■ **Your assignment**
Beginning with the line containing "StorageZoneRepo::create(&state.pool, shelf_id, &input).await?;" and ending with the last line of the records, set down every line exactly.

■ **Available data**
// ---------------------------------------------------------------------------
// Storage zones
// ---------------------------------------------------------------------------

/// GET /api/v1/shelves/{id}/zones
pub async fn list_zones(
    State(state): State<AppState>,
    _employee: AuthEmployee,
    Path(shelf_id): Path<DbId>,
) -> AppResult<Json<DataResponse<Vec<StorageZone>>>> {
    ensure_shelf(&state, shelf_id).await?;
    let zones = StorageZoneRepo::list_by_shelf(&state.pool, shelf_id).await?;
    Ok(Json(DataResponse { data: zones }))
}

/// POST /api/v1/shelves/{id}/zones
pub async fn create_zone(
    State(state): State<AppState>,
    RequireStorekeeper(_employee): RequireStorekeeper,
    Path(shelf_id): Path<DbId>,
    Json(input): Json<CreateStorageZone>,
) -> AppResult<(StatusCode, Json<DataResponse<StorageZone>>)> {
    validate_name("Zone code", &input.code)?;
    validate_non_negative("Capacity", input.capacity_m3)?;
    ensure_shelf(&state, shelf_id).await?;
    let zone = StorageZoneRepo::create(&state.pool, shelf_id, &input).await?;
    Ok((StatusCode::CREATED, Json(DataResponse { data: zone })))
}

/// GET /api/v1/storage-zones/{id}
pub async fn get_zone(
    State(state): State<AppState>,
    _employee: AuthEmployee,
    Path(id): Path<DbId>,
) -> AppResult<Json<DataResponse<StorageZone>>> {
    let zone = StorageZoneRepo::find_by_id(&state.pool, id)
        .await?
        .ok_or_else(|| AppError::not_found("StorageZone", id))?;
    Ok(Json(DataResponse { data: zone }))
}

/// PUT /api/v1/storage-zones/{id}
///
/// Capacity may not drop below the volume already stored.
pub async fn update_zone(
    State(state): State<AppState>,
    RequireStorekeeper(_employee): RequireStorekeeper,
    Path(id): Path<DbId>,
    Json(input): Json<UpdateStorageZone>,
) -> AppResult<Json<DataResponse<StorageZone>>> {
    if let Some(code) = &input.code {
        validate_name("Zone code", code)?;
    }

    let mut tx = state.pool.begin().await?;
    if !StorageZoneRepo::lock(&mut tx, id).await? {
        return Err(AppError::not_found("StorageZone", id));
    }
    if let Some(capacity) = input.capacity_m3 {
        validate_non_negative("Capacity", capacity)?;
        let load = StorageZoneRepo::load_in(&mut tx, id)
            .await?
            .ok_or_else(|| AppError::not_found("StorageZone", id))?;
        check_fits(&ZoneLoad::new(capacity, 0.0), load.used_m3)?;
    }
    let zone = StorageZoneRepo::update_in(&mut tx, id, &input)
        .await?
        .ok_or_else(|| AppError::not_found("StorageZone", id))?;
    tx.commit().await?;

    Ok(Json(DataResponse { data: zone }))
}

■ **Response area**
    let zone = StorageZoneRepo::create(&state.pool, shelf_id, &input).await?;
    Ok((StatusCode::CREATED, Json(DataResponse { data: zone })))
}

/// GET /api/v1/storage-zones/{id}
pub async fn get_zone(
    State(state): State<AppState>,
    _employee: AuthEmployee,
    Path(id): Path<DbId>,
) -> AppResult<Json<DataResponse<StorageZone>>> {
    let zone = StorageZoneRepo::find_by_id(&state.pool, id)
        .await?
        .ok_or_else(|| AppError::not_found("StorageZone", id))?;
    Ok(Json(DataResponse { data: zone }))
}

/// PUT /api/v1/storage-zones/{id}
///
/// Capacity may not drop below the volume already stored.
pub async fn update_zone(
    State(state): State<AppState>,
    RequireStorekeeper(_employee): RequireStorekeeper,
    Path(id): Path<DbId>,
    Json(input): Json<UpdateStorageZone>,
) -> AppResult<Json<DataResponse<StorageZone>>> {
    if let Some(code) = &input.code {
        validate_name("Zone code", code)?;
    }

    let mut tx = state.pool.begin().await?;
    if !StorageZoneRepo::lock(&mut tx, id).await? {
        return Err(AppError::not_found("StorageZone", id));
    }
    if let Some(capacity) = input.capacity_m3 {
        validate_non_negative("Capacity", capacity)?;
        let load = StorageZoneRepo::load_in(&mut tx, id)
            .await?
            .ok_or_else(|| AppError::not_found("StorageZone", id))?;
        check_fits(&ZoneLoad::new(capacity, 0.0), load.used_m3)?;
    }
    let zone = StorageZoneRepo::update_in(&mut tx, id, &input)
        .await?
        .ok_or_else(|| AppError::not_found("StorageZone", id))?;
    tx.commit().await?;

    Ok(Json(DataResponse { data: zone }))
}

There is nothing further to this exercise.